Premier des humanistes, Pétrarque fait aussi figure de pionnier des collections : monnaies anciennes et tableaux comme le portrait de son amie Laure par Simone Martini. Les manuscrits sont alors recherchés : Niccolo Niccoli en possède 800 qu'il lègue à la ville de Florence, le public y a aura accès à San Marco dès 1441. Cosme l'Ancien s'adresse à ce Niccoli pour faire des acquisitions qui seront les bases de la collection des Médicis. Parmi les princes italiens, les Gonzague de Mantoue et les Este de Ferrare brillent par leurs collections mais, comme l'écrit K. Pomian, « seuls les Médicis avaient les moyens de faire à peu près tout ce qui leur plaisait ».

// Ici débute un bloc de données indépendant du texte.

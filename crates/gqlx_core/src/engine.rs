//! The pluggable GraphQL engine.
//!
//! The dispatcher never parses, validates or executes by itself: it calls
//! the four functions held by an [`Engine`]. Each one can be replaced on
//! its own; `parse` and `validate` have working defaults, `execute` has to
//! be supplied because no execution engine is bundled.

use async_graphql_parser::types::ExecutableDocument;
use futures::future::{BoxFuture, FutureExt};
use futures::stream::{BoxStream, Stream, StreamExt};
use serde_json::{Map, Value};
use std::fmt;
use std::future::Future;
use std::sync::Arc;

use crate::context::{Context, SelectedOperation};
use crate::error::{BoxError, GraphQLError};
use crate::result::{ExecutionPatchResult, ExecutionResult};
use crate::validation::{self, ValidationRule};

/// Stream of incremental delivery parts returned by `execute`.
pub type PatchStream = BoxStream<'static, Result<ExecutionPatchResult, BoxError>>;

/// Stream of subscription events returned by `subscribe`.
pub type ResultStream = BoxStream<'static, Result<ExecutionResult, BoxError>>;

/// What `execute` produced.
pub enum ExecutionOutcome {
    /// A complete result.
    Single(ExecutionResult),
    /// An initial result followed by patches (`@defer` / `@stream`).
    Incremental(PatchStream),
}

impl ExecutionOutcome {
    /// Wraps any stream of patches.
    pub fn incremental<S>(patches: S) -> Self
    where
        S: Stream<Item = Result<ExecutionPatchResult, BoxError>> + Send + 'static,
    {
        Self::Incremental(patches.boxed())
    }
}

impl From<ExecutionResult> for ExecutionOutcome {
    fn from(result: ExecutionResult) -> Self {
        Self::Single(result)
    }
}

impl fmt::Debug for ExecutionOutcome {
    fn fmt(&self, f: &mut fmt::Formatter<'_>) -> fmt::Result {
        match self {
            Self::Single(result) => f.debug_tuple("Single").field(result).finish(),
            Self::Incremental(_) => f.write_str("Incremental(..)"),
        }
    }
}

/// What `subscribe` produced.
pub enum SubscriptionOutcome {
    /// The event stream.
    Stream(ResultStream),
    /// A subscribe-time error (or any single result).
    Single(ExecutionResult),
}

impl SubscriptionOutcome {
    /// Wraps any stream of events.
    pub fn stream<S>(events: S) -> Self
    where
        S: Stream<Item = Result<ExecutionResult, BoxError>> + Send + 'static,
    {
        Self::Stream(events.boxed())
    }
}

impl From<ExecutionResult> for SubscriptionOutcome {
    fn from(result: ExecutionResult) -> Self {
        Self::Single(result)
    }
}

impl fmt::Debug for SubscriptionOutcome {
    fn fmt(&self, f: &mut fmt::Formatter<'_>) -> fmt::Result {
        match self {
            Self::Single(result) => f.debug_tuple("Single").field(result).finish(),
            Self::Stream(_) => f.write_str("Stream(..)"),
        }
    }
}

/// Inputs of `execute` and `subscribe`.
pub struct ExecutionArgs<S> {
    pub schema: Arc<S>,
    pub document: Arc<ExecutableDocument>,
    pub operation: Arc<SelectedOperation>,
    /// Coerced variables; empty when none were sent.
    pub variables: Map<String, Value>,
    pub extensions: Option<Map<String, Value>>,
    pub context: Arc<Context>,
    pub root_value: Arc<Value>,
}

impl<S> Clone for ExecutionArgs<S> {
    fn clone(&self) -> Self {
        Self {
            schema: self.schema.clone(),
            document: self.document.clone(),
            operation: self.operation.clone(),
            variables: self.variables.clone(),
            extensions: self.extensions.clone(),
            context: self.context.clone(),
            root_value: self.root_value.clone(),
        }
    }
}

/// Parse function type.
pub type ParseFn = Arc<
    dyn Fn(String) -> BoxFuture<'static, Result<ExecutableDocument, GraphQLError>> + Send + Sync,
>;

/// Validate function type.
pub type ValidateFn<S> =
    Arc<dyn Fn(&S, &ExecutableDocument, &[ValidationRule<S>]) -> Vec<GraphQLError> + Send + Sync>;

/// Execute function type.
pub type ExecuteFn<S> = Arc<
    dyn Fn(ExecutionArgs<S>) -> BoxFuture<'static, Result<ExecutionOutcome, BoxError>>
        + Send
        + Sync,
>;

/// Subscribe function type.
pub type SubscribeFn<S> = Arc<
    dyn Fn(ExecutionArgs<S>) -> BoxFuture<'static, Result<SubscriptionOutcome, BoxError>>
        + Send
        + Sync,
>;

/// The four engine functions.
pub struct Engine<S> {
    pub(crate) parse: ParseFn,
    pub(crate) validate: ValidateFn<S>,
    pub(crate) execute: ExecuteFn<S>,
    pub(crate) subscribe: SubscribeFn<S>,
}

impl<S: Send + Sync + 'static> Engine<S> {
    /// Creates an engine around an execute function, with default
    /// `parse`, `validate` and `subscribe`.
    pub fn new<F, Fut>(execute: F) -> Self
    where
        F: Fn(ExecutionArgs<S>) -> Fut + Send + Sync + 'static,
        Fut: Future<Output = Result<ExecutionOutcome, BoxError>> + Send + 'static,
    {
        Self {
            parse: Arc::new(|source: String| async move { default_parse(&source) }.boxed()),
            validate: Arc::new(validation::validate::<S>),
            execute: Arc::new(move |args: ExecutionArgs<S>| execute(args).boxed()),
            subscribe: Arc::new(|_: ExecutionArgs<S>| {
                async { Ok::<_, BoxError>(subscriptions_unsupported()) }.boxed()
            }),
        }
    }

    /// Replaces `parse`.
    #[must_use]
    pub fn parse<F, Fut>(mut self, parse: F) -> Self
    where
        F: Fn(String) -> Fut + Send + Sync + 'static,
        Fut: Future<Output = Result<ExecutableDocument, GraphQLError>> + Send + 'static,
    {
        self.parse = Arc::new(move |source: String| parse(source).boxed());
        self
    }

    /// Replaces `validate`.
    #[must_use]
    pub fn validate<F>(mut self, validate: F) -> Self
    where
        F: Fn(&S, &ExecutableDocument, &[ValidationRule<S>]) -> Vec<GraphQLError>
            + Send
            + Sync
            + 'static,
    {
        self.validate = Arc::new(validate);
        self
    }

    /// Replaces `subscribe`.
    #[must_use]
    pub fn subscribe<F, Fut>(mut self, subscribe: F) -> Self
    where
        F: Fn(ExecutionArgs<S>) -> Fut + Send + Sync + 'static,
        Fut: Future<Output = Result<SubscriptionOutcome, BoxError>> + Send + 'static,
    {
        self.subscribe = Arc::new(move |args: ExecutionArgs<S>| subscribe(args).boxed());
        self
    }
}

impl<S> Clone for Engine<S> {
    fn clone(&self) -> Self {
        Self {
            parse: self.parse.clone(),
            validate: self.validate.clone(),
            execute: self.execute.clone(),
            subscribe: self.subscribe.clone(),
        }
    }
}

impl<S> fmt::Debug for Engine<S> {
    fn fmt(&self, f: &mut fmt::Formatter<'_>) -> fmt::Result {
        f.debug_struct("Engine").finish_non_exhaustive()
    }
}

/// Default `parse`: the async-graphql parser.
pub fn default_parse(source: &str) -> Result<ExecutableDocument, GraphQLError> {
    async_graphql_parser::parse_query(source).map_err(GraphQLError::from)
}

fn subscriptions_unsupported() -> SubscriptionOutcome {
    SubscriptionOutcome::Single(ExecutionResult::errors(vec![GraphQLError::new(
        "Subscriptions are not supported by this engine.",
    )]))
}

#[cfg(test)]
mod tests {
    use super::*;

    #[test]
    fn test_default_parse() {
        let document = default_parse("query Q { a }").unwrap();
        assert_eq!(document.operations.iter().count(), 1);

        let err = default_parse("{ a").unwrap_err();
        assert!(err.message.starts_with("Syntax Error:"));
        assert!(!err.locations.is_empty());
    }

    #[tokio::test]
    async fn test_default_subscribe_reports_error() {
        let engine = Engine::<()>::new(|_| async { Ok(ExecutionResult::default().into()) });
        let document = Arc::new(default_parse("subscription { tick }").unwrap());
        let operation = crate::context::select_operation(&document, None).unwrap();

        let args = ExecutionArgs {
            schema: Arc::new(()),
            document,
            operation: Arc::new(operation),
            variables: Map::new(),
            extensions: None,
            context: Arc::new(Context::new()),
            root_value: Arc::new(Value::Null),
        };

        match (engine.subscribe)(args).await.unwrap() {
            SubscriptionOutcome::Single(result) => assert!(result.has_errors()),
            SubscriptionOutcome::Stream(_) => panic!("expected a single result"),
        }
    }
}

Le rôle des hommes d'Église et des papes est décisif dès le Quattrocento et jusqu'à la veille de la Révolution française. Le 15 décembre 1471, le pape Sixte IV transfère du Latran au palais du Capitole — construit par son prédécesseur Nicolas V—, un groupe des statues anciennes en bronze, dont la fameuse Louve, rejointe en 1538 par la statue équestre de Marc Aurèle. À l'issue du concile de Trente, Pie V transfère au Capitole un nouveau lot de statues païennes pour que ces idoles ne profanent plus le Vatican, exception faite de celles de la cour du Belvédère. En 1523 la République de Venise reçoit du cardinal Grimani sa collection d'antiques puis la bibliothèque du cardinal Bessarion. À Milan un autre cardinal, Frédéric Borromée, fait édifier la Biblioteca Ambrosiana qui abrite également sa pinacoteca ouverte en 1609. Au Vatican, l'achèvement de la basilique Saint-Pierre n'arrête pas les aménagements successifs du Belvédère et les agrandissements des galeries se poursuivent de Clément XIV à Pie VI. Quand Gustave III de Suède visite le Museo Pio-Clementino en 1784 il est guidé par Pie VI en personne.
Benigne Gagneraux (1756-1795)- Le Pape Pie VI visitant avec Gustave III de Suède la Galerie des Antiques du Vatican, le 1er janvier 1782. Stockholm, Nationalmuseum.
Le rôle des aristocrates, des princes et des souverains complète le premier fil conducteur de cet ouvrage. En 1379 Charles V fait rédiger un inventaire de son trésor : pas moins de 3900 numéros ! Ses frère Louis d'Anjou, Jean de Berry et Philippe le Hardi puis les ducs de Bourgogne qui lui succèdent deviennent de grands collectionneurs. Principal roi collectionneur sur le trône de France entre Charles V et Louis XIV, François Ier a une préférence pour les peintures et sculptures à contenu érotique, surtout pour son palais de Fontainebleau. Plus que Charles Quint, sa tante Marguerite et sa sœur Marie de Hongrie, c'est Philippe II d'Espagne qui est devenu le plus grand collectionneur d'art du XVIe siècle, accordant une grande importance aux portraits. Du côté de l'Autriche, Rodolphe II que la menace turque oblige à transférer sa capitale de Vienne à Prague y collectionne à tout va ajoutant à ses tableaux une curiosité pour les sciences occultes.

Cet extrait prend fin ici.